School and public libraries can play a fundamental and essential role in helping teens prepare for and move successfully into adulthood.  Healthy adolescent development requires creating opportunities for teens to engage in year-round high quality formal and informal learning experiences.  While many public libraries ramp up teen services in the summer, or for special programs such as Teen Read Week™ and Teen Tech Week™, many do not provide intentional and sustained year-round teen programs and services. All teens have the capacity to learn, grow, and develop into knowledgeable, caring, and contributing adults, but to do this they must have access to the very best services and programs school and public libraries can offer all year long.


Problem Statement

Supporting teens through the formative stages of adolescence is a critical role that many school and public libraries have embraced; however, several societal factors have emerged that impact this role.  Libraries need to rethink their current service model and be intentional in providing continuous learning experiences for and with all teens, especially those from underserved groups.

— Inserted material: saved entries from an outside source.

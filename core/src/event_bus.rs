//! Event bus abstraction connecting the baggage and passenger subsystems.
//!
//! The bus is a durable, partitioned log with consumer-group semantics. The
//! baggage subsystem publishes status changes keyed by baggage id; the
//! passenger subsystem consumes them in its own consumer group.
//!
//! # Architecture
//!
//! ```text
//! ┌──────────────────┐
//! │ claim / lose ... │
//! └────────┬─────────┘
//!          │
//!          ▼
//! ┌──────────────────┐
//! │ 1. Commit status │
//! │   + outbox row   │◄─── Source of truth
//! └────────┬─────────┘
//!          │
//!          ▼
//! ┌──────────────────┐
//! │ 2. Publish keyed │
//! │   by baggage id  │◄─── At-least-once delivery
//! └────────┬─────────┘
//!          │
//!          ▼
//! ┌──────────────────┐
//! │ 3. Subscriber    │
//! │  dedup → notify  │◄─── Idempotent effect
//! └──────────────────┘
//! ```
//!
//! # Key Principles
//!
//! - **Ordered per key**: records sharing a key land on one partition and keep
//!   their relative order; nothing is promised across keys
//! - **At-least-once delivery**: a record may be delivered more than once
//! - **Explicit acknowledgement**: a consumer acks each record with
//!   [`BusRecord::ack`] once its effect is durable; unacked records are
//!   redelivered to the group after a restart or rebalance
//!
//! # Implementations
//!
//! - `InMemoryEventBus` in `baggage-tracker-testing` - for tests
//! - `RedpandaEventBus` in `baggage-tracker-redpanda` - Kafka-compatible brokers

use futures::Stream;
use std::fmt;
use std::future::Future;
use std::pin::Pin;
use std::sync::Arc;
use thiserror::Error;

/// Errors that can occur during event bus operations.
#[derive(Error, Debug, Clone, PartialEq, Eq)]
pub enum EventBusError {
    /// Failed to connect to the event bus
    #[error("Connection failed: {0}")]
    ConnectionFailed(String),

    /// The broker did not accept the record (leader unavailable, queue full, ...)
    #[error("Publish failed for topic '{topic}': {reason}")]
    PublishFailed {
        /// The topic that failed
        topic: String,
        /// The reason for failure
        reason: String,
    },

    /// The broker rejected the record itself; resending it will not help
    #[error("Record rejected by topic '{topic}': {reason}")]
    RecordRejected {
        /// The topic that rejected the record
        topic: String,
        /// The reason for rejection
        reason: String,
    },

    /// Publish did not complete within the producer timeout
    #[error("Publish to topic '{0}' timed out")]
    Timeout(String),

    /// Failed to subscribe to topics
    #[error("Subscription failed for topics {topics:?}: {reason}")]
    SubscriptionFailed {
        /// The topics that failed to subscribe
        topics: Vec<String>,
        /// The reason for failure
        reason: String,
    },

    /// Committing a consumed offset failed
    #[error("Commit failed for {topic}[{partition}]@{offset}: {reason}")]
    CommitFailed {
        /// Topic of the record
        topic: String,
        /// Partition of the record
        partition: i32,
        /// Offset of the record
        offset: i64,
        /// The reason for failure
        reason: String,
    },

    /// Topic not found or invalid
    #[error("Invalid topic: {0}")]
    InvalidTopic(String),

    /// Network or transport error
    #[error("Transport error: {0}")]
    TransportError(String),
}

impl EventBusError {
    /// Whether retrying the same operation may succeed.
    #[must_use]
    pub const fn is_transient(&self) -> bool {
        matches!(
            self,
            Self::ConnectionFailed(_)
                | Self::PublishFailed { .. }
                | Self::Timeout(_)
                | Self::TransportError(_)
                | Self::CommitFailed { .. }
        )
    }
}

/// Where a published record landed.
#[derive(Clone, Copy, Debug, PartialEq, Eq, Hash)]
pub struct RecordPosition {
    /// Partition the key hashed to.
    pub partition: i32,
    /// Offset within the partition.
    pub offset: i64,
}

/// Commits consumed offsets on behalf of a subscription.
///
/// Implemented by each bus; a [`BusRecord`] carries the handle of the
/// subscription it came from.
pub trait Acknowledge: Send + Sync {
    /// Mark everything up to and including `offset` as consumed.
    ///
    /// # Errors
    ///
    /// Returns [`EventBusError::CommitFailed`] if the commit is not accepted.
    fn ack(&self, topic: &str, partition: i32, offset: i64) -> Result<(), EventBusError>;
}

/// A record delivered to a subscriber.
#[derive(Clone)]
pub struct BusRecord {
    /// Topic the record was read from.
    pub topic: String,
    /// Partition within the topic.
    pub partition: i32,
    /// Offset within the partition.
    pub offset: i64,
    /// Partition key, if the producer set one.
    pub key: Option<String>,
    /// Raw payload bytes.
    pub payload: Vec<u8>,
    acker: Arc<dyn Acknowledge>,
}

impl BusRecord {
    /// Create a record bound to the subscription that delivered it.
    #[must_use]
    pub fn new(
        topic: impl Into<String>,
        partition: i32,
        offset: i64,
        key: Option<String>,
        payload: Vec<u8>,
        acker: Arc<dyn Acknowledge>,
    ) -> Self {
        Self {
            topic: topic.into(),
            partition,
            offset,
            key,
            payload,
            acker,
        }
    }

    /// Acknowledge this record to the consumer group.
    ///
    /// # Errors
    ///
    /// Returns [`EventBusError::CommitFailed`] if the bus refuses the commit.
    /// The record may then be redelivered, which idempotent consumers tolerate.
    pub fn ack(&self) -> Result<(), EventBusError> {
        self.acker.ack(&self.topic, self.partition, self.offset)
    }
}

impl fmt::Debug for BusRecord {
    fn fmt(&self, f: &mut fmt::Formatter<'_>) -> fmt::Result {
        f.debug_struct("BusRecord")
            .field("topic", &self.topic)
            .field("partition", &self.partition)
            .field("offset", &self.offset)
            .field("key", &self.key)
            .field("payload_len", &self.payload.len())
            .finish_non_exhaustive()
    }
}

/// Stream of records from a subscription.
pub type EventStream = Pin<Box<dyn Stream<Item = Result<BusRecord, EventBusError>> + Send>>;

/// Trait for event bus implementations.
///
/// # Dyn Compatibility
///
/// Methods return `Pin<Box<dyn Future>>` instead of using `async fn` so the
/// bus can be shared as `Arc<dyn EventBus>` between the publisher, the outbox
/// dispatcher and the dead-letter sink.
pub trait EventBus: Send + Sync {
    /// Publish `payload` to `topic` under partition key `key`.
    ///
    /// Resolves once the broker has acknowledged the record.
    ///
    /// # Errors
    ///
    /// Returns an [`EventBusError`]; [`EventBusError::is_transient`] tells the
    /// caller whether a retry is worthwhile.
    fn publish(
        &self,
        topic: &str,
        key: &str,
        payload: &[u8],
    ) -> Pin<Box<dyn Future<Output = Result<RecordPosition, EventBusError>> + Send + '_>>;

    /// Join consumer group `group` on `topics`.
    ///
    /// Delivery resumes after the group's last acknowledged offset on each
    /// partition.
    ///
    /// # Errors
    ///
    /// Returns [`EventBusError::SubscriptionFailed`] if the subscription
    /// cannot be established.
    fn subscribe(
        &self,
        topics: &[&str],
        group: &str,
    ) -> Pin<Box<dyn Future<Output = Result<EventStream, EventBusError>> + Send + '_>>;
}

/// Decide whether a topic name is acceptable to Kafka-compatible brokers.
#[must_use]
pub fn is_valid_topic_name(topic: &str) -> bool {
    !topic.is_empty()
        && topic.len() <= 249
        && topic != "."
        && topic != ".."
        && topic
            .chars()
            .all(|c| c.is_ascii_alphanumeric() || matches!(c, '.' | '_' | '-'))
}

  • The demographics of teens has shifted.  Today, youth between the ages of 10 and 19 make up 13.2 percent of the population.  This population will continue to grow, reaching almost 45 million in 2050 (Office of Adolescent Health, 2016).   Forty-seven percent of them are youth of color or indigenous youth (Annie E. Casey, 2017).
  •  Nineteen percent of youth in the United States live in poverty. The numbers are higher for youth of color and indigenous youth. (Annie E. Casey, 2017).  This growing economic disparity limits teens’ extracurricular participation, which has a significant impact on later outcomes and achievements (Wong, 2015).
  • There is a growing gap in access to and use of digital media between privileged youth and non-dominant youth, including youth of color and youth who belong to lower socioeconomic groups (Ito et al, Connected Learning, 2013).
  • Approximately 6.7 million youth ages 14-24 are disconnected; that is, neither employed nor enrolled in an educational program (Belfield, Levine & Rosen, 2012). These youth often do not have strong support systems from school and/or home. For example, many schools nationwide are hostile environments for a distressing number of LGBTQ students, the overwhelming majority of whom routinely hear anti-LGBTQ language. LGBTQ students who experience victimization and discrimination at school have worse educational outcomes and poorer psychological well-being (GLSEN, 2015).
  • Teens are leaving school unprepared for the 21st century workforce, as well as other responsibilities associated with adulthood (Youth Truth, 2016).
  • For every young person enrolled in an afterschool program who lives in a community of concentrated poverty, two more young people are shut out of the program, due to lack of resources to meet the demand (Afterschool Alliance, 2016).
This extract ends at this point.